Saved data entries:

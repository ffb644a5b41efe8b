//! Task status while joining and leaving sprints.

use super::helpers::{Planner, day, setup};
use eyre::ensure;
use nexdo::planning::{
    domain::TaskStatus,
    services::{CreateSprintRequest, EditSprintRequest},
};
use rstest::rstest;

#[rstest]
#[case(false, TaskStatus::Open)]
#[case(true, TaskStatus::Done)]
fn assign_then_unassign_restores_prior_status(
    setup: eyre::Result<Planner>,
    #[case] completed_first: bool,
    #[case] prior: TaskStatus,
) -> eyre::Result<()> {
    let mut planner = setup?;
    let [task_id] = planner.add_tasks(["Round trip"])?;
    if completed_first {
        planner.backlog.toggle_completion(task_id)?;
    }
    ensure!(planner.task(task_id)?.status() == prior);

    let sprint = planner
        .lifecycle
        .create_sprint(CreateSprintRequest::new(day(1), day(7)).with_tasks([task_id]))?;
    planner
        .lifecycle
        .edit_sprint(EditSprintRequest::new(sprint.id(), day(1), day(7)))?;

    let task = planner.task(task_id)?;
    ensure!(task.status() == prior);
    ensure!(task.sprint_id().is_none());
    Ok(())
}

#[rstest]
fn task_reference_mirrors_sprint_membership(setup: eyre::Result<Planner>) -> eyre::Result<()> {
    let mut planner = setup?;
    let [first, second] = planner.add_tasks(["first", "second"])?;
    let sprint = planner
        .lifecycle
        .create_sprint(CreateSprintRequest::new(day(1), day(7)).with_tasks([first]))?;
    planner
        .lifecycle
        .edit_sprint(EditSprintRequest::new(sprint.id(), day(1), day(7)).with_tasks([second]))?;

    for task_id in [first, second] {
        let task = planner.task(task_id)?;
        let listed = planner
            .lifecycle
            .sprints()
            .iter()
            .find(|candidate| candidate.contains_task(task_id))
            .map(|owner| owner.id());
        ensure!(task.sprint_id() == listed);
    }
    Ok(())
}

#[rstest]
fn task_moves_between_sprints_only_after_release(
    setup: eyre::Result<Planner>,
) -> eyre::Result<()> {
    let mut planner = setup?;
    let [task_id] = planner.add_tasks(["Mover"])?;
    let first = planner
        .lifecycle
        .create_sprint(CreateSprintRequest::new(day(1), day(7)).with_tasks([task_id]))?;
    let second = planner
        .lifecycle
        .create_sprint(CreateSprintRequest::new(day(8), day(14)))?;

    let blocked = planner.lifecycle.edit_sprint(
        EditSprintRequest::new(second.id(), day(8), day(14)).with_tasks([task_id]),
    );
    ensure!(blocked.is_err());

    planner
        .lifecycle
        .edit_sprint(EditSprintRequest::new(first.id(), day(1), day(7)))?;
    planner.lifecycle.edit_sprint(
        EditSprintRequest::new(second.id(), day(8), day(14)).with_tasks([task_id]),
    )?;

    let task = planner.task(task_id)?;
    ensure!(task.sprint_id() == Some(second.id()));
    ensure!(task.status() == TaskStatus::Planned);
    Ok(())
}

WHAT THE TASK ASKS:
All records above are to be output again exactly as they stand.

REPLY TO THE EXERCISE:
repository ffb644a5b41efe8b
//! Task status while joining and leaving sprints.

use super::helpers::{Planner, day, setup};
use eyre::ensure;
use nexdo::planning::{
    domain::TaskStatus,
    services::{CreateSprintRequest, EditSprintRequest},
};
use rstest::rstest;

#[rstest]
#[case(false, TaskStatus::Open)]
#[case(true, TaskStatus::Done)]
fn assign_then_unassign_restores_prior_status(
    setup: eyre::Result<Planner>,
    #[case] completed_first: bool,
    #[case] prior: TaskStatus,
) -> eyre::Result<()> {
    let mut planner = setup?;
    let [task_id] = planner.add_tasks(["Round trip"])?;
    if completed_first {
        planner.backlog.toggle_completion(task_id)?;
    }
    ensure!(planner.task(task_id)?.status() == prior);

    let sprint = planner
        .lifecycle
        .create_sprint(CreateSprintRequest::new(day(1), day(7)).with_tasks([task_id]))?;
    planner
        .lifecycle
        .edit_sprint(EditSprintRequest::new(sprint.id(), day(1), day(7)))?;

    let task = planner.task(task_id)?;
    ensure!(task.status() == prior);
    ensure!(task.sprint_id().is_none());
    Ok(())
}

#[rstest]
fn task_reference_mirrors_sprint_membership(setup: eyre::Result<Planner>) -> eyre::Result<()> {
    let mut planner = setup?;
    let [first, second] = planner.add_tasks(["first", "second"])?;
    let sprint = planner
        .lifecycle
        .create_sprint(CreateSprintRequest::new(day(1), day(7)).with_tasks([first]))?;
    planner
        .lifecycle
        .edit_sprint(EditSprintRequest::new(sprint.id(), day(1), day(7)).with_tasks([second]))?;

    for task_id in [first, second] {
        let task = planner.task(task_id)?;
        let listed = planner
            .lifecycle
            .sprints()
            .iter()
            .find(|candidate| candidate.contains_task(task_id))
            .map(|owner| owner.id());
        ensure!(task.sprint_id() == listed);
    }
    Ok(())
}

#[rstest]
fn task_moves_between_sprints_only_after_release(
    setup: eyre::Result<Planner>,
) -> eyre::Result<()> {
    let mut planner = setup?;
    let [task_id] = planner.add_tasks(["Mover"])?;
    let first = planner
        .lifecycle
        .create_sprint(CreateSprintRequest::new(day(1), day(7)).with_tasks([task_id]))?;
    let second = planner
        .lifecycle
        .create_sprint(CreateSprintRequest::new(day(8), day(14)))?;

    let blocked = planner.lifecycle.edit_sprint(
        EditSprintRequest::new(second.id(), day(8), day(14)).with_tasks([task_id]),
    );
    ensure!(blocked.is_err());

    planner
        .lifecycle
        .edit_sprint(EditSprintRequest::new(first.id(), day(1), day(7)))?;
    planner.lifecycle.edit_sprint(
        EditSprintRequest::new(second.id(), day(8), day(14)).with_tasks([task_id]),
    )?;

    let task = planner.task(task_id)?;
    ensure!(task.sprint_id() == Some(second.id()));
    ensure!(task.status() == TaskStatus::Planned);
    Ok(())
}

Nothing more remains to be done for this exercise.